For changes to take effect, the user must call the update method on the Dataset object, or pass the updated records to Dataset.records.log. All core record atttributes can be updated in this way. Check their respective documentation for more information: Suggestions, Responses, Metadata, Vectors.


Record

Bases: Resource

The class for interacting with Argilla Records. A Record is a single sample in a dataset. Records receives feedback in the form of responses and suggestions. Records contain fields, metadata, and vectors.

Attributes:

Name Type Description
id Union[str, UUID]

The id of the record.

fields RecordFields

The fields of the record.

metadata RecordMetadata

The metadata of the record.

vectors RecordVectors

The vectors of the record.

responses RecordResponses

The responses of the record.

suggestions RecordSuggestions

The suggestions of the record.

dataset Dataset

The dataset to which the record belongs.

_server_id UUID

An id for the record generated by the Argilla server.

Source code in src/argilla/records/_resource.py
class Record(Resource):
    """The class for interacting with Argilla Records.

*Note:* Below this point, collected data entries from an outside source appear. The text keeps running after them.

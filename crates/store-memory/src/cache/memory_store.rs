//! TTL'd in-process key-value store.
//!
//! Every mutation runs under one write lock, which is what gives `set_many`
//! and `delete_if_lte` the single-step semantics the `CacheStoreTrait`
//! contract demands. Expiry is lazy: expired entries read as missing and are
//! physically dropped when next touched by a mutation.

use std::collections::HashMap;
use std::sync::RwLock;
use std::time::{Duration, Instant};

use async_trait::async_trait;
use coinfolio_core::cache::{CacheStoreTrait, CacheWrite};
use coinfolio_core::errors::CacheError;

#[derive(Debug, Clone)]
struct Entry {
    value: String,
    expires_at: Instant,
}

impl Entry {
    fn new(value: &str, ttl_seconds: u64) -> Self {
        Self {
            value: value.to_string(),
            expires_at: Instant::now() + Duration::from_secs(ttl_seconds),
        }
    }

    fn expired(&self) -> bool {
        Instant::now() >= self.expires_at
    }
}

#[derive(Default)]
pub struct MemoryCacheStore {
    entries: RwLock<HashMap<String, Entry>>,
}

impl MemoryCacheStore {
    pub fn new() -> Self {
        Self::default()
    }

    /// Number of live (unexpired) entries. Test and diagnostics helper.
    pub fn len(&self) -> usize {
        self.entries
            .read()
            .map(|entries| entries.values().filter(|e| !e.expired()).count())
            .unwrap_or(0)
    }

    pub fn is_empty(&self) -> bool {
        self.len() == 0
    }
}

#[async_trait]
impl CacheStoreTrait for MemoryCacheStore {
    async fn get(&self, key: &str) -> Result<Option<String>, CacheError> {
        let entries = self
            .entries
            .read()
            .map_err(|e| CacheError::Unavailable(e.to_string()))?;
        Ok(entries
            .get(key)
            .filter(|entry| !entry.expired())
            .map(|entry| entry.value.clone()))
    }

    async fn set(&self, key: &str, value: &str, ttl_seconds: u64) -> Result<(), CacheError> {
        let mut entries = self
            .entries
            .write()
            .map_err(|e| CacheError::Unavailable(e.to_string()))?;
        entries.insert(key.to_string(), Entry::new(value, ttl_seconds));
        Ok(())
    }

    async fn set_many(&self, writes: &[CacheWrite]) -> Result<(), CacheError> {
        let mut entries = self
            .entries
            .write()
            .map_err(|e| CacheError::Unavailable(e.to_string()))?;
        for write in writes {
            entries.insert(
                write.key.clone(),
                Entry::new(&write.value, write.ttl_seconds),
            );
        }
        Ok(())
    }

    async fn delete_if_lte(&self, key: &str, threshold: i64) -> Result<bool, CacheError> {
        let mut entries = self
            .entries
            .write()
            .map_err(|e| CacheError::Unavailable(e.to_string()))?;

        let Some(entry) = entries.get(key) else {
            return Ok(false);
        };
        if entry.expired() {
            entries.remove(key);
            return Ok(false);
        }

        let deletable = entry
            .value
            .parse::<i64>()
            .map(|current| current <= threshold)
            .unwrap_or(false);
        if deletable {
            entries.remove(key);
        }
        Ok(deletable)
    }
}
/// TTL for cached valuation summaries, in seconds.
pub const SUMMARY_CACHE_TTL_SECS: u64 = 600;

/// TTL for cached position breakdowns, in seconds.
pub const POSITIONS_CACHE_TTL_SECS: u64 = 600;

/// TTL for the per-portfolio dirty marker, in seconds.
pub const DIRTY_MARKER_TTL_SECS: u64 = 300;

/// Small fixed enqueue delay that batches bursts of writes, in milliseconds.
pub const RECOMPUTE_DELAY_MS: u64 = 250;

/// Maximum delivery attempts for a recompute job.
pub const RECOMPUTE_MAX_ATTEMPTS: u32 = 5;

/// Base delay for exponential retry backoff, in milliseconds.
pub const RECOMPUTE_BACKOFF_BASE_MS: u64 = 2_000;

/// Retry hint returned to readers while a recompute is pending, in milliseconds.
pub const READ_RETRY_AFTER_MS: u64 = 1_500;

/// Job kind for valuation recomputes.
pub const RECOMPUTE_JOB_KIND: &str = "recompute-valuation";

A `Record` is a single sample
    in a dataset. Records receives feedback in the form of responses and suggestions.
    Records contain fields, metadata, and vectors.

    Attributes:
        id (Union[str, UUID]): The id of the record.
        fields (RecordFields): The fields of the record.
        metadata (RecordMetadata): The metadata of the record.
        vectors (RecordVectors): The vectors of the record.
        responses (RecordResponses): The responses of the record.
        suggestions (RecordSuggestions): The suggestions of the record.
        dataset (Dataset): The dataset to which the record belongs.
        _server_id (UUID): An id for the record generated by the Argilla server.
    """

    _model: RecordModel

    def __init__(
        self,
        id: Optional[Union[UUID, str]] = None,
        fields: Optional[Dict[str, FieldValue]] = None,
        metadata: Optional[Dict[str, Any]] = None,
        vectors: Optional[Dict[str, VectorValue]] = None,
        responses: Optional[List[Response]] = None,
        suggestions: Optional[List[Suggestion]] = None,
        _server_id: Optional[UUID] = None,
        _dataset: Optional["Dataset"] = None,
    ):
        """Initializes a Record with fields, metadata, vectors, responses, suggestions, external_id, and id.
        Records are typically defined as flat dictionary objects with fields, metadata, vectors, responses, and suggestions
        and passed to Dataset.DatasetRecords.add() as a list of dictionaries.

        Args:
            id: An id for the record. If not provided, a UUID will be generated.
            fields: A dictionary of fields for the record.
            metadata: A dictionary of metadata for the record.
            vectors: A dictionary of vectors for the record.
            responses: A list of Response objects for the record.
            suggestions: A list of Suggestion objects for the record.
            _server_id: An id for the record. (Read-only and set by the server)
            _dataset: The dataset object to which the record belongs.
        """

        if fields is None and metadata is None and vectors is None and responses is None and suggestions is None:
            raise ValueError("At least one of fields, metadata, vectors, responses, or suggestions must be provided.")
        if fields is None and id is None:
            raise ValueError("If fields are not provided, an id must be provided.")
        if fields == {} and id is None:
            raise ValueError("If fields are an empty dictionary, an id must be provided.")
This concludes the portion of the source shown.